■ WHAT IS BEING ASKED
An unaltered copy of every line below is the expected output.

Collection entries
————————
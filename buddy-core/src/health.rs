//! Plant health: a bounded score that grows with good financial habits and
//! decays with bad ones.
//!
//! Decay (10) is twice the growth step (5).

use chrono::{DateTime, Utc};
use serde::{Deserialize, Serialize};
use tracing::warn;

pub const MAX_LEVEL: u8 = 100;
pub const DEFAULT_LEVEL: u8 = 50;
const GOOD_STEP: u8 = 5;
const BAD_STEP: u8 = 10;

#[derive(Debug, Clone, Copy, Serialize, Deserialize, PartialEq, Eq, Hash)]
#[serde(rename_all = "lowercase")]
pub enum HabitKind {
    Good,
    Bad,
}

#[derive(Debug, Clone, Copy, Serialize, Deserialize, PartialEq, Eq, Hash)]
#[serde(rename_all = "lowercase")]
pub enum Stage {
    Seed,
    Sprout,
    Sapling,
    Tree,
    Wilting,
    Dead,
}

impl Stage {
    pub fn from_level(level: u8) -> Stage {
        match level {
            80.. => Stage::Tree,
            60..=79 => Stage::Sapling,
            40..=59 => Stage::Sprout,
            20..=39 => Stage::Seed,
            10..=19 => Stage::Wilting,
            _ => Stage::Dead,
        }
    }

    pub fn title(&self) -> &'static str {
        match self {
            Stage::Seed => "Tiny Seed",
            Stage::Sprout => "Growing Sprout",
            Stage::Sapling => "Young Sapling",
            Stage::Tree => "Mighty Tree",
            Stage::Wilting => "Wilting Plant",
            Stage::Dead => "Dormant Seed",
        }
    }
}

/// Health Engine state. Only [`PlantHealth::apply_habit`] mutates it.
///
/// Persisted with its derived `stage` alongside `level`. A stored `stage` is
/// ignored on load; the level is authoritative.
#[derive(Debug, Clone, PartialEq, Serialize, Deserialize)]
#[serde(into = "PlantHealthRecord", from = "PlantHealthRecord")]
pub struct PlantHealth {
    level: u8,
    good_habits: u32,
    bad_habits: u32,
    last_updated: Option<DateTime<Utc>>,
}

impl Default for PlantHealth {
    fn default() -> Self {
        Self {
            level: DEFAULT_LEVEL,
            good_habits: 0,
            bad_habits: 0,
            last_updated: None,
        }
    }
}

impl PlantHealth {
    pub fn new() -> Self {
        Self::default()
    }

    pub fn with_level(level: u8) -> Self {
        Self {
            level: level.min(MAX_LEVEL),
            ..Self::default()
        }
    }

    pub fn apply_habit(&mut self, kind: HabitKind, now: DateTime<Utc>) -> &PlantHealth {
        match kind {
            HabitKind::Good => {
                self.level = self.level.saturating_add(GOOD_STEP).min(MAX_LEVEL);
                self.good_habits += 1;
            }
            HabitKind::Bad => {
                self.level = self.level.saturating_sub(BAD_STEP);
                self.bad_habits += 1;
            }
        }
        self.last_updated = Some(now);
        self
    }

    pub fn level(&self) -> u8 {
        self.level
    }

    pub fn stage(&self) -> Stage {
        Stage::from_level(self.level)
    }

    pub fn good_habits(&self) -> u32 {
        self.good_habits
    }

    pub fn bad_habits(&self) -> u32 {
        self.bad_habits
    }

    pub fn last_updated(&self) -> Option<DateTime<Utc>> {
        self.last_updated
    }

    pub fn message(&self) -> &'static str {
        match self.level {
            80.. => "Your plant is thriving! Keep up the great financial habits!",
            60..=79 => "Your plant is growing well! You're making good progress.",
            40..=59 => "Your plant needs some care. Try to improve your spending habits.",
            20..=39 => "Your plant is struggling. Focus on better financial decisions.",
            _ => "Your plant needs immediate attention! Time to get back on track.",
        }
    }
}

#[derive(Serialize, Deserialize)]
#[serde(rename_all = "camelCase")]
struct PlantHealthRecord {
    level: i64,
    #[serde(default, skip_deserializing)]
    stage: Option<Stage>,
    good_habits: u32,
    bad_habits: u32,
    last_updated: Option<DateTime<Utc>>,
}

impl From<PlantHealth> for PlantHealthRecord {
    fn from(p: PlantHealth) -> Self {
        Self {
            level: i64::from(p.level),
            stage: Some(p.stage()),
            good_habits: p.good_habits,
            bad_habits: p.bad_habits,
            last_updated: p.last_updated,
        }
    }
}

impl From<PlantHealthRecord> for PlantHealth {
    fn from(r: PlantHealthRecord) -> Self {
        let level = r.level.clamp(0, i64::from(MAX_LEVEL)) as u8;
        if i64::from(level) != r.level {
            warn!(stored = r.level, level, "Stored plant level out of range, clamped");
        }
        Self {
            level,
            good_habits: r.good_habits,
            bad_habits: r.bad_habits,
            last_updated: r.last_updated,
        }
    }
}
————————
■ OUTPUT BELOW
filename buddy-core/src/health.rs
//! Plant health: a bounded score that grows with good financial habits and
//! decays with bad ones.
//!
//! Decay (10) is twice the growth step (5).

use chrono::{DateTime, Utc};
use serde::{Deserialize, Serialize};
use tracing::warn;

pub const MAX_LEVEL: u8 = 100;
pub const DEFAULT_LEVEL: u8 = 50;
const GOOD_STEP: u8 = 5;
const BAD_STEP: u8 = 10;

#[derive(Debug, Clone, Copy, Serialize, Deserialize, PartialEq, Eq, Hash)]
#[serde(rename_all = "lowercase")]
pub enum HabitKind {
    Good,
    Bad,
}

#[derive(Debug, Clone, Copy, Serialize, Deserialize, PartialEq, Eq, Hash)]
#[serde(rename_all = "lowercase")]
pub enum Stage {
    Seed,
    Sprout,
    Sapling,
    Tree,
    Wilting,
    Dead,
}

impl Stage {
    pub fn from_level(level: u8) -> Stage {
        match level {
            80.. => Stage::Tree,
            60..=79 => Stage::Sapling,
            40..=59 => Stage::Sprout,
            20..=39 => Stage::Seed,
            10..=19 => Stage::Wilting,
            _ => Stage::Dead,
        }
    }

    pub fn title(&self) -> &'static str {
        match self {
            Stage::Seed => "Tiny Seed",
            Stage::Sprout => "Growing Sprout",
            Stage::Sapling => "Young Sapling",
            Stage::Tree => "Mighty Tree",
            Stage::Wilting => "Wilting Plant",
            Stage::Dead => "Dormant Seed",
        }
    }
}

/// Health Engine state. Only [`PlantHealth::apply_habit`] mutates it.
///
/// Persisted with its derived `stage` alongside `level`. A stored `stage` is
/// ignored on load; the level is authoritative.
#[derive(Debug, Clone, PartialEq, Serialize, Deserialize)]
#[serde(into = "PlantHealthRecord", from = "PlantHealthRecord")]
pub struct PlantHealth {
    level: u8,
    good_habits: u32,
    bad_habits: u32,
    last_updated: Option<DateTime<Utc>>,
}

impl Default for PlantHealth {
    fn default() -> Self {
        Self {
            level: DEFAULT_LEVEL,
            good_habits: 0,
            bad_habits: 0,
            last_updated: None,
        }
    }
}

impl PlantHealth {
    pub fn new() -> Self {
        Self::default()
    }

    pub fn with_level(level: u8) -> Self {
        Self {
            level: level.min(MAX_LEVEL),
            ..Self::default()
        }
    }

    pub fn apply_habit(&mut self, kind: HabitKind, now: DateTime<Utc>) -> &PlantHealth {
        match kind {
            HabitKind::Good => {
                self.level = self.level.saturating_add(GOOD_STEP).min(MAX_LEVEL);
                self.good_habits += 1;
            }
            HabitKind::Bad => {
                self.level = self.level.saturating_sub(BAD_STEP);
                self.bad_habits += 1;
            }
        }
        self.last_updated = Some(now);
        self
    }

    pub fn level(&self) -> u8 {
        self.level
    }

    pub fn stage(&self) -> Stage {
        Stage::from_level(self.level)
    }

    pub fn good_habits(&self) -> u32 {
        self.good_habits
    }

    pub fn bad_habits(&self) -> u32 {
        self.bad_habits
    }

    pub fn last_updated(&self) -> Option<DateTime<Utc>> {
        self.last_updated
    }

    pub fn message(&self) -> &'static str {
        match self.level {
            80.. => "Your plant is thriving! Keep up the great financial habits!",
            60..=79 => "Your plant is growing well! You're making good progress.",
            40..=59 => "Your plant needs some care. Try to improve your spending habits.",
            20..=39 => "Your plant is struggling. Focus on better financial decisions.",
            _ => "Your plant needs immediate attention! Time to get back on track.",
        }
    }
}

#[derive(Serialize, Deserialize)]
#[serde(rename_all = "camelCase")]
struct PlantHealthRecord {
    level: i64,
    #[serde(default, skip_deserializing)]
    stage: Option<Stage>,
    good_habits: u32,
    bad_habits: u32,
    last_updated: Option<DateTime<Utc>>,
}

impl From<PlantHealth> for PlantHealthRecord {
    fn from(p: PlantHealth) -> Self {
        Self {
            level: i64::from(p.level),
            stage: Some(p.stage()),
            good_habits: p.good_habits,
            bad_habits: p.bad_habits,
            last_updated: p.last_updated,
        }
    }
}

impl From<PlantHealthRecord> for PlantHealth {
    fn from(r: PlantHealthRecord) -> Self {
        let level = r.level.clamp(0, i64::from(MAX_LEVEL)) as u8;
        if i64::from(level) != r.level {
            warn!(stored = r.level, level, "Stored plant level out of range, clamped");
        }
        Self {
            level,
            good_habits: r.good_habits,
            bad_habits: r.bad_habits,
            last_updated: r.last_updated,
        }
    }
}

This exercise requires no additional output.